Aim of the exercise | Copy each line of the entries beneath that contains the word "allow".

[Extracted records]
------
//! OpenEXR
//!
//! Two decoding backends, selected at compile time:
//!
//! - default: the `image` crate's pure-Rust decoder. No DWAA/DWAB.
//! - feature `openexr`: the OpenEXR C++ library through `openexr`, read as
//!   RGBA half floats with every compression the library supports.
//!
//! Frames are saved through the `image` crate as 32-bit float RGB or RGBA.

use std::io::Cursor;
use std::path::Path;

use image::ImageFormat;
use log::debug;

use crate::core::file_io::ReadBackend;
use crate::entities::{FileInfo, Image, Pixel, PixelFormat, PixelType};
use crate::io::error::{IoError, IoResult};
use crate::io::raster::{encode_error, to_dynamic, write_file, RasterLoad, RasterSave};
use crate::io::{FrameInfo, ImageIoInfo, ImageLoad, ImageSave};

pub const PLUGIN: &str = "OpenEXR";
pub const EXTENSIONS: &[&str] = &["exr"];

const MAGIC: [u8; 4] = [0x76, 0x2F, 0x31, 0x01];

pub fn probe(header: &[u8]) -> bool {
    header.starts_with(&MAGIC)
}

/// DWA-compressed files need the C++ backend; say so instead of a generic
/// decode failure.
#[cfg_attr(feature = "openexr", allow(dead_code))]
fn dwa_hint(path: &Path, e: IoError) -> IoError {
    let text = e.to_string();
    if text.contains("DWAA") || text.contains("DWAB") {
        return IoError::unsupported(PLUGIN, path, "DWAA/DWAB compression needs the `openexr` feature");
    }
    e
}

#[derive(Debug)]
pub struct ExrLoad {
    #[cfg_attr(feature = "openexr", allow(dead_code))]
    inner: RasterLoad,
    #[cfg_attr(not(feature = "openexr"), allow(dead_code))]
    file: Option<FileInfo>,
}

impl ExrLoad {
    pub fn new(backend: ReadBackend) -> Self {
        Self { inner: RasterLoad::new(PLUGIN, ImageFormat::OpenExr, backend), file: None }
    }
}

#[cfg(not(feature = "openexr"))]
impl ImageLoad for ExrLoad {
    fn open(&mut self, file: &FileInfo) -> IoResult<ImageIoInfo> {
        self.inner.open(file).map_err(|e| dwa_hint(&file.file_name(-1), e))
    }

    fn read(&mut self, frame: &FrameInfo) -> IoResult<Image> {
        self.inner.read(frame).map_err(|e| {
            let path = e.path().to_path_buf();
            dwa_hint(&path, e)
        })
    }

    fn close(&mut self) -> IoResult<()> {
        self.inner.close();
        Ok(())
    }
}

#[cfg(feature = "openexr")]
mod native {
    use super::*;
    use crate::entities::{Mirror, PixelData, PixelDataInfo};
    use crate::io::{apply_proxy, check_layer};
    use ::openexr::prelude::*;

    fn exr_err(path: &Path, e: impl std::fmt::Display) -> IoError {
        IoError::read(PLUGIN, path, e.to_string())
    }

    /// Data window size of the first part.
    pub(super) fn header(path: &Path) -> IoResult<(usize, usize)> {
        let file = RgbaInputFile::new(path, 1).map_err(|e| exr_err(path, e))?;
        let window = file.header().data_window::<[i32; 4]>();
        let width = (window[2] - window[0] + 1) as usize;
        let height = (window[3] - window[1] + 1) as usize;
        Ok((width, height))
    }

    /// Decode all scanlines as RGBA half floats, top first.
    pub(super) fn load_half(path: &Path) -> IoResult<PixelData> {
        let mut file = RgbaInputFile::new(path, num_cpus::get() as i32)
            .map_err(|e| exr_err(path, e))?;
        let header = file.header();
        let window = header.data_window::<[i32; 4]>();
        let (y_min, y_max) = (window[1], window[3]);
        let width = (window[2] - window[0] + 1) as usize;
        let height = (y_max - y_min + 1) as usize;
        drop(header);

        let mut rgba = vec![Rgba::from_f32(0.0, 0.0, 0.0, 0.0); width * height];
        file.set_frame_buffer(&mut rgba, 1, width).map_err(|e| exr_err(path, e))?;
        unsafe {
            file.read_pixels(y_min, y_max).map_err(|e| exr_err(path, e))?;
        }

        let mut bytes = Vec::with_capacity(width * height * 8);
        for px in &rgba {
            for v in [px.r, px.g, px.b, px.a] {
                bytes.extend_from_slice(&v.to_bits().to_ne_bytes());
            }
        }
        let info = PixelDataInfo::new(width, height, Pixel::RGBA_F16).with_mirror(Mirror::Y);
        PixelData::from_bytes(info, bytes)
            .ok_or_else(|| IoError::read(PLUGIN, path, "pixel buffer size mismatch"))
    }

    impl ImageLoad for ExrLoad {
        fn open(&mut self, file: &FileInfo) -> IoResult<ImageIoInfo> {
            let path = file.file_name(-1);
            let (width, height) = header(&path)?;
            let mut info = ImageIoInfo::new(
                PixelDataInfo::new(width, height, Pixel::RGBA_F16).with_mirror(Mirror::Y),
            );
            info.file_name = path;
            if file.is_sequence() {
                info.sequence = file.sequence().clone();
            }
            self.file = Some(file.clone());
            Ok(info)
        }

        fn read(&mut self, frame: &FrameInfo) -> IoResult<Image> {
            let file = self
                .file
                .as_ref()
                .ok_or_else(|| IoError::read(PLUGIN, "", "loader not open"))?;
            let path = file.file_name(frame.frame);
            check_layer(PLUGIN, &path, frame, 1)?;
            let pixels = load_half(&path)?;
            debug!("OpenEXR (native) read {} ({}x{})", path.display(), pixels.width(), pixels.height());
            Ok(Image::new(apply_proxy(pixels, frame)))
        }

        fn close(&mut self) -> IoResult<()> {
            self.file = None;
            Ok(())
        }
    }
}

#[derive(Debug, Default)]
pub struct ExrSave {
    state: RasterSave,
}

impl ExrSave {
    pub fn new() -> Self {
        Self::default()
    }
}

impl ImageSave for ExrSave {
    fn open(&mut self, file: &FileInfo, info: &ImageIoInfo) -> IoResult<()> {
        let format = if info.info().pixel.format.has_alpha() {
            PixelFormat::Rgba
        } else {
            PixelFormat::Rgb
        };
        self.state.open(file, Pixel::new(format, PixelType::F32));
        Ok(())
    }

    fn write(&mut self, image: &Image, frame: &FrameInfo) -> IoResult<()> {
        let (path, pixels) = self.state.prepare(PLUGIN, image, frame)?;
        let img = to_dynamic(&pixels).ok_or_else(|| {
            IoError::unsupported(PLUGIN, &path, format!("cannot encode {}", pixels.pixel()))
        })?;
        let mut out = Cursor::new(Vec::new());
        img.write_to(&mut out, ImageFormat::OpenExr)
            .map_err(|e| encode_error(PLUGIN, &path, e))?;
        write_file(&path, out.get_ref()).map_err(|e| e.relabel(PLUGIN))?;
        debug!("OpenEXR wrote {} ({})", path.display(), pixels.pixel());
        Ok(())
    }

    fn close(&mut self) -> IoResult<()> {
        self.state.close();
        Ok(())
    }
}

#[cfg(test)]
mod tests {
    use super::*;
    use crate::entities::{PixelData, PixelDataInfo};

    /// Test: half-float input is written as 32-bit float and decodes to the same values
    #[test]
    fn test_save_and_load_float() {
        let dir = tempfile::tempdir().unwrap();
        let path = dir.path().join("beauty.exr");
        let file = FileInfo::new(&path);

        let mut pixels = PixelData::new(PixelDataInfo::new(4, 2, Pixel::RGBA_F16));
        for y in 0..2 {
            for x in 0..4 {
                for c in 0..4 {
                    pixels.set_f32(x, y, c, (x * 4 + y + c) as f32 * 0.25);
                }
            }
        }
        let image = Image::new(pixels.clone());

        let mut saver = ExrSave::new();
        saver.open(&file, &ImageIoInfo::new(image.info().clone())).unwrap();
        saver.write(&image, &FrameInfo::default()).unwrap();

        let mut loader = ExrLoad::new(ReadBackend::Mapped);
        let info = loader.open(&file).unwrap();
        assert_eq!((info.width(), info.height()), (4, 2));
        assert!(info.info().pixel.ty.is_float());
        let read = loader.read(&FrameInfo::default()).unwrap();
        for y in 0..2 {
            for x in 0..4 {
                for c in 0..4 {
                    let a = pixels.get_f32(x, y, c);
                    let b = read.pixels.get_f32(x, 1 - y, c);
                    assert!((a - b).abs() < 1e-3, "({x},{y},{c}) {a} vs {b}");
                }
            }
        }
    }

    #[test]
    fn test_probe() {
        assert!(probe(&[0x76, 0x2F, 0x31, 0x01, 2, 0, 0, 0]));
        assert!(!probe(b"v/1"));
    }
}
------
Exercise response |
#[cfg_attr(feature = "openexr", allow(dead_code))]
    #[cfg_attr(feature = "openexr", allow(dead_code))]
    #[cfg_attr(not(feature = "openexr"), allow(dead_code))]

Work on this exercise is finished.